# Grizzly 8027 vs Harbor Freight 2 HP industrial dust collector



## ellen35 (Jan 1, 2009)

Question for my LJ friends: I am looking at 2 dust collectors. One is the Grizzley 1 HP and the other is a Harbor Freight 2 HP. Both are the same price range: $149 + delivery (Grizz) vs $179 (HF). I am very partial to Grizzley as I am very happy with my table saw and bandsaw from them but I am wondering if the unit from HF is any good. The Grizzly is 500 CFM while the HF is 1350 CFM. I am impressed with ABrown's review of the Grizzly but wondered if anyone has any experience with the HF unit. I know how iffy HF can be but also know that there are some of you who like some HF products… I know you have to be very selective. I only hook to one machine at a time and anything would be an improvement over my dust deputy and shop vac… which work well, by the way, but I'm looking for better!
Any recommendations or experiences with either product would be appreciated, especially if you have experience with both or love one or the other. I am limited to 110 v.
Thanks,
Ellen


----------



## PurpLev (May 30, 2008)

I stopped reading after the Grizzley 1 HP….

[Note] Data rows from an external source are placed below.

mod api;
mod middleware;
mod runs;
mod scheduler;
mod state;

use std::sync::Arc;

use tracing_subscriber::EnvFilter;

use crate::{api::build_app, middleware::CronAuth, state::AppState};

#[tokio::main]
async fn main() -> anyhow::Result<()> {
    dotenvy::dotenv().ok();
    let config = Arc::new(engage_core::load_app_config()?);
    let env_filter = EnvFilter::try_from_default_env()
        .or_else(|_| EnvFilter::try_new(config.log_level.clone()))?;
    tracing_subscriber::fmt().with_env_filter(env_filter).init();

    let terms = engage_core::load_terms(&config.terms_path)?;
    tracing::info!(
        env = %config.env,
        bluesky_terms = terms.bluesky.len(),
        linkedin_terms = terms.linkedin.len(),
        "configuration loaded"
    );

    let state = AppState::from_config(Arc::clone(&config), terms);

    let _scheduler = match config.schedule.as_deref() {
        Some(schedule) => {
            Some(scheduler::build_scheduler(schedule, &config, state.clone()).await?)
        }
        None => None,
    };

    let app = build_app(state, CronAuth::new(config.cron_secret.clone()));

    let listener = tokio::net::TcpListener::bind(config.bind_addr).await?;
    tracing::info!(addr = %config.bind_addr, "listening");
    axum::serve(listener, app)
        .with_graceful_shutdown(shutdown_signal())
        .await?;
    Ok(())
}

async fn shutdown_signal() {
    let ctrl_c = async {
        if let Err(e) = tokio::signal::ctrl_c().await {
            tracing::error!(error = %e, "failed to listen for ctrl-c");
            std::future::pending::<()>().await;
        }
    };

    #[cfg(unix)]
    let terminate = async {
        match tokio::signal::unix::signal(tokio::signal::unix::SignalKind::terminate()) {
            Ok(mut signal) => {
                signal.recv().await;
            }
            Err(e) => {
                tracing::error!(error = %e, "failed to install SIGTERM handler");
                std::future::pending::<()>().await;
            }
        }
    };

    #[cfg(not(unix))]
    let terminate = std::future::pending::<()>();

    tokio::select! {
        () = ctrl_c => {},
        () = terminate => {},
    }

    tracing::info!("received shutdown signal, starting graceful shutdown");
}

get the HF. anything below 1.5 HP in my opinion will quickly need an upgrade the HF DC gets rave reviews and does a fantastic job. do get a Winn cartridge for it though.


----------



## a1Jim (Aug 9, 2008)

Hey Ellen
I have three Hf 2hp units and have had them as long as 8 years .They work like champs. If you have a store close to you ,you can get the DC unit for $139 with the coupons on the back page of this months American woodworkers and the have their 20% off coupon there too.


----------



## Viking (Aug 26, 2009)

Ellen;

Go with the HF 2HP, add the Wynn 35A canister filter, and put a garbage cas pre-separator in front of it and you will have a high performance system at budget price.

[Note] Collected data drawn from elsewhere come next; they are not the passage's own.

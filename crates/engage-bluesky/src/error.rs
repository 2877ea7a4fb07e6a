use thiserror::Error;

/// Errors returned by the Bluesky XRPC client.
#[derive(Debug, Error)]
pub enum BlueskyError {
    /// Network or TLS failure from the underlying HTTP client.
    #[error("HTTP error: {0}")]
    Http(#[from] reqwest::Error),

    /// The XRPC endpoint returned a non-2xx status.
    #[error("{nsid} returned {status}: {message}")]
    Api {
        nsid: String,
        status: u16,
        /// XRPC error name, e.g. `ExpiredToken` or `AuthenticationRequired`.
        error: Option<String>,
        message: String,
    },

    /// The response body could not be deserialized into the expected type.
    #[error("JSON deserialization error for {context}: {source}")]
    Deserialize {
        context: String,
        #[source]
        source: serde_json::Error,
    },

    #[error("invalid service URL '{url}': {reason}")]
    InvalidServiceUrl { url: String, reason: String },

    #[error("Bluesky credentials are not configured (BLUESKY_USERNAME, BLUESKY_PASSWORD)")]
    MissingCredentials,
}

impl BlueskyError {
    pub(crate) fn is_expired_token(&self) -> bool {
        matches!(self, BlueskyError::Api { error: Some(code), .. } if code == "ExpiredToken")
    }
}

The HF comes with a bag filter that is rated at about 5 micron particle size. The Wynn 35A filter will reduce that to sub 1 micron and increase flow (velocity) as the standard 5 micron bag is about 35 sq. ft. surface area and the Wynn is 274 sq. ft. area. I went with the Nano Filter.

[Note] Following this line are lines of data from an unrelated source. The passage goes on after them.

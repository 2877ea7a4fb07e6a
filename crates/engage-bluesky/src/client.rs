//! HTTP client for the Bluesky XRPC API.
//!
//! Wraps `reqwest` with session management and typed response
//! deserialization. Every non-2xx XRPC response is surfaced as
//! [`BlueskyError::Api`] carrying the lexicon error name.

use std::time::Duration;

use chrono::{SecondsFormat, Utc};
use reqwest::{Client, RequestBuilder, Url};
use serde::de::DeserializeOwned;
use serde::Serialize;
use tokio::sync::RwLock;

use crate::error::BlueskyError;
use crate::types::{
    AuthorFeedResponse, CreateRecordRequest, CreateSessionRequest, FeedViewPost, FollowRecord,
    FollowersResponse, LikeRecord, PostView, ProfileViewBasic, ProfileViewDetailed,
    SearchPostsResponse, SessionResponse, StrongRef, XrpcErrorBody,
};

const LIKE_COLLECTION: &str = "app.bsky.feed.like";
const FOLLOW_COLLECTION: &str = "app.bsky.graph.follow";

#[derive(Debug, Clone)]
struct Session {
    access_jwt: String,
    refresh_jwt: String,
    did: String,
    handle: String,
}

impl From<SessionResponse> for Session {
    fn from(resp: SessionResponse) -> Self {
        Self {
            access_jwt: resp.access_jwt,
            refresh_jwt: resp.refresh_jwt,
            did: resp.did,
            handle: resp.handle,
        }
    }
}

/// Login identifier and app password, kept to re-create the session once
/// the refresh token is no longer accepted.
struct Credentials {
    identifier: String,
    password: String,
}

/// Authenticated client for one Bluesky account.
///
/// Created by [`BlueskyClient::login`]. When the PDS reports `ExpiredToken`
/// the session is refreshed, or re-created from the stored credentials if
/// the refresh is rejected, and the request is resent once.
pub struct BlueskyClient {
    client: Client,
    base_url: Url,
    credentials: Credentials,
    session: RwLock<Session>,
}

impl BlueskyClient {
    /// Builds a client from application config and logs in.
    ///
    /// # Errors
    ///
    /// Returns [`BlueskyError::MissingCredentials`] if the username or
    /// password is unset, otherwise see [`BlueskyClient::login`].
    pub async fn from_config(config: &engage_core::AppConfig) -> Result<Self, BlueskyError> {
        let (identifier, password) = config
            .bluesky_credentials()
            .ok_or(BlueskyError::MissingCredentials)?;
        Self::login(
            &config.bluesky_service_url,
            identifier,
            password,
            config.request_timeout_secs,
            &config.user_agent,
        )
        .await
    }

    /// Creates a session on the PDS at `service_url`.
    ///
    /// # Errors
    ///
    /// - [`BlueskyError::InvalidServiceUrl`] if `service_url` does not parse.
    /// - [`BlueskyError::Api`] if the credentials are rejected.
    /// - [`BlueskyError::Http`] on network failure.
    pub async fn login(
        service_url: &str,
        identifier: &str,
        password: &str,
        timeout_secs: u64,
        user_agent: &str,
    ) -> Result<Self, BlueskyError> {
        let client = Client::builder()
            .timeout(Duration::from_secs(timeout_secs))
            .connect_timeout(Duration::from_secs(10))
            .user_agent(user_agent)
            .build()?;
        let base_url = parse_service_url(service_url)?;
        let credentials = Credentials {
            identifier: identifier.to_owned(),
            password: password.to_owned(),
        };
        let session = create_session(&client, &base_url, &credentials).await?;

        Ok(Self {
            client,
            base_url,
            credentials,
            session: RwLock::new(session),
        })
    }

    /// DID of the logged-in account.
    pub async fn did(&self) -> String {
        self.session.read().await.did.clone()
    }

    /// Handle of the logged-in account.
    pub async fn handle(&self) -> String {
        self.session.read().await.handle.clone()
    }

    /// Searches posts matching `query`, newest-relevance first.
    ///
    /// # Errors
    ///
    /// Returns [`BlueskyError`] on network, API, or decoding failure.
    pub async fn search_posts(&self, query: &str, limit: usize) -> Result<Vec<PostView>, BlueskyError> {
        let limit = limit.to_string();
        let resp: SearchPostsResponse = self
            .get(
                "app.bsky.feed.searchPosts",
                &[("q", query), ("limit", &limit)],
            )
            .await?;
        Ok(resp.posts)
    }

    /// Fetches a profile with the viewer's relationship to it.
    ///
    /// # Errors
    ///
    /// Returns [`BlueskyError`] on network, API, or decoding failure.
    pub async fn get_profile(&self, actor: &str) -> Result<ProfileViewDetailed, BlueskyError> {
        self.get("app.bsky.actor.getProfile", &[("actor", actor)])
            .await
    }

    /// Fetches the first page of `actor`'s followers.
    ///
    /// # Errors
    ///
    /// Returns [`BlueskyError`] on network, API, or decoding failure.
    pub async fn get_followers(&self, actor: &str) -> Result<Vec<ProfileViewBasic>, BlueskyError> {
        let resp: FollowersResponse = self
            .get("app.bsky.graph.getFollowers", &[("actor", actor)])
            .await?;
        Ok(resp.followers)
    }

    /// Fetches `actor`'s most recent feed items (posts and reposts).
    ///
    /// # Errors
    ///
    /// Returns [`BlueskyError`] on network, API, or decoding failure.
    pub async fn get_author_feed(
        &self,
        actor: &str,
        limit: usize,
    ) -> Result<Vec<FeedViewPost>, BlueskyError> {
        let limit = limit.to_string();
        let resp: AuthorFeedResponse = self
            .get(
                "app.bsky.feed.getAuthorFeed",
                &[("actor", actor), ("limit", &limit)],
            )
            .await?;
        Ok(resp.feed)
    }

    /// Creates a like record for the post version identified by `uri` and `cid`.
    ///
    /// # Errors
    ///
    /// Returns [`BlueskyError`] on network or API failure.
    pub async fn like(&self, uri: &str, cid: &str) -> Result<(), BlueskyError> {
        let record = LikeRecord {
            record_type: LIKE_COLLECTION,
            subject: StrongRef { uri, cid },
            created_at: now_timestamp(),
        };
        self.create_record(LIKE_COLLECTION, record).await
    }

    /// Creates a follow record for `did`.
    ///
    /// # Errors
    ///
    /// Returns [`BlueskyError`] on network or API failure.
    pub async fn follow(&self, did: &str) -> Result<(), BlueskyError> {
        let record = FollowRecord {
            record_type: FOLLOW_COLLECTION,
            subject: did,
            created_at: now_timestamp(),
        };
        self.create_record(FOLLOW_COLLECTION, record).await
    }

    async fn create_record<R: Serialize>(
        &self,
        collection: &'static str,
        record: R,
    ) -> Result<(), BlueskyError> {
        let repo = self.did().await;
        let nsid = "com.atproto.repo.createRecord";
        let url = xrpc_url(&self.base_url, nsid, &[]);
        let body = CreateRecordRequest {
            repo: &repo,
            collection,
            record,
        };
        self.send_authed(nsid, |client, token| {
            client.post(url.clone()).bearer_auth(token).json(&body)
        })
        .await?;
        Ok(())
    }

    async fn get<T: DeserializeOwned>(
        &self,
        nsid: &str,
        params: &[(&str, &str)],
    ) -> Result<T, BlueskyError> {
        let url = xrpc_url(&self.base_url, nsid, params);
        let body = self
            .send_authed(nsid, |client, token| {
                client.get(url.clone()).bearer_auth(token)
            })
            .await?;
        decode(nsid, &body)
    }

    /// Sends an authenticated request, renewing the session and resending
    /// once if the access token has expired.
    async fn send_authed<F>(&self, nsid: &str, build: F) -> Result<String, BlueskyError>
    where
        F: Fn(&Client, &str) -> RequestBuilder,
    {
        let token = self.session.read().await.access_jwt.clone();
        match send(nsid, build(&self.client, &token)).await {
            Err(e) if e.is_expired_token() => {
                tracing::debug!(nsid, "access token expired, renewing session");
                let token = self.renew_session().await?;
                send(nsid, build(&self.client, &token)).await
            }
            other => other,
        }
    }

    /// Refreshes the session, logging in again if the refresh token is
    /// expired or revoked. Returns the new access token.
    async fn renew_session(&self) -> Result<String, BlueskyError> {
        let mut session = self.session.write().await;
        let renewed = match self.refresh_session(&session.refresh_jwt).await {
            Ok(refreshed) => refreshed,
            Err(e) => {
                tracing::warn!(error = %e, "session refresh rejected, logging in again");
                create_session(&self.client, &self.base_url, &self.credentials).await?
            }
        };
        *session = renewed;
        Ok(session.access_jwt.clone())
    }

    async fn refresh_session(&self, refresh_jwt: &str) -> Result<Session, BlueskyError> {
        let nsid = "com.atproto.server.refreshSession";
        let url = xrpc_url(&self.base_url, nsid, &[]);
        let body = send(nsid, self.client.post(url).bearer_auth(refresh_jwt)).await?;
        let refreshed: SessionResponse = decode(nsid, &body)?;
        Ok(refreshed.into())
    }
}

async fn create_session(
    client: &Client,
    base_url: &Url,
    credentials: &Credentials,
) -> Result<Session, BlueskyError> {
    let nsid = "com.atproto.server.createSession";
    let url = xrpc_url(base_url, nsid, &[]);
    let body = send(
        nsid,
        client.post(url).json(&CreateSessionRequest {
            identifier: &credentials.identifier,
            password: &credentials.password,
        }),
    )
    .await?;
    let session: SessionResponse = decode(nsid, &body)?;
    tracing::info!(handle = %session.handle, did = %session.did, "bluesky session created");
    Ok(session.into())
}

fn parse_service_url(service_url: &str) -> Result<Url, BlueskyError> {
    let normalised = format!("{}/", service_url.trim_end_matches('/'));
    Url::parse(&normalised).map_err(|e| BlueskyError::InvalidServiceUrl {
        url: service_url.to_owned(),
        reason: e.to_string(),
    })
}

/// Builds `{base}/xrpc/{nsid}?{params}` with percent-encoded parameters.
fn xrpc_url(base_url: &Url, nsid: &str, params: &[(&str, &str)]) -> Url {
    let mut url = base_url.clone();
    url.set_path(&format!("{}xrpc/{nsid}", base_url.path()));
    if !params.is_empty() {
        let mut pairs = url.query_pairs_mut();
        for (k, v) in params {
            pairs.append_pair(k, v);
        }
    }
    url
}

/// Sends a request and returns the body text of a 2xx response.
async fn send(nsid: &str, request: RequestBuilder) -> Result<String, BlueskyError> {
    let response = request.send().await?;
    let status = response.status();
    let body = response.text().await?;
    if !status.is_success() {
        let err: XrpcErrorBody = serde_json::from_str(&body).unwrap_or_default();
        return Err(BlueskyError::Api {
            nsid: nsid.to_owned(),
            status: status.as_u16(),
            error: err.error,
            message: err.message.unwrap_or(body),
        });
    }
    Ok(body)
}

fn decode<T: DeserializeOwned>(nsid: &str, body: &str) -> Result<T, BlueskyError> {
    serde_json::from_str(body).map_err(|e| BlueskyError::Deserialize {
        context: nsid.to_owned(),
        source: e,
    })
}

fn now_timestamp() -> String {
    Utc::now().to_rfc3339_opts(SecondsFormat::Millis, true)
}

http://www.wynnenv.com/35A_series_cartridge_kit.htm

There were HF coupons to buy the HF DC for $139.99 in March and April Wood Magazine that still should be within expiration date. There are a lot of HF 20% coupons in several magazines.

Good luck and let us know which way you go.


----------



## dbhost (Jul 20, 2009)

I passed up a bunch of 1HP DCs to get the HF 2HP. CFM ratings are overstated on virtually every DC on the market, Including that 1HP 500 CFM Grizzly…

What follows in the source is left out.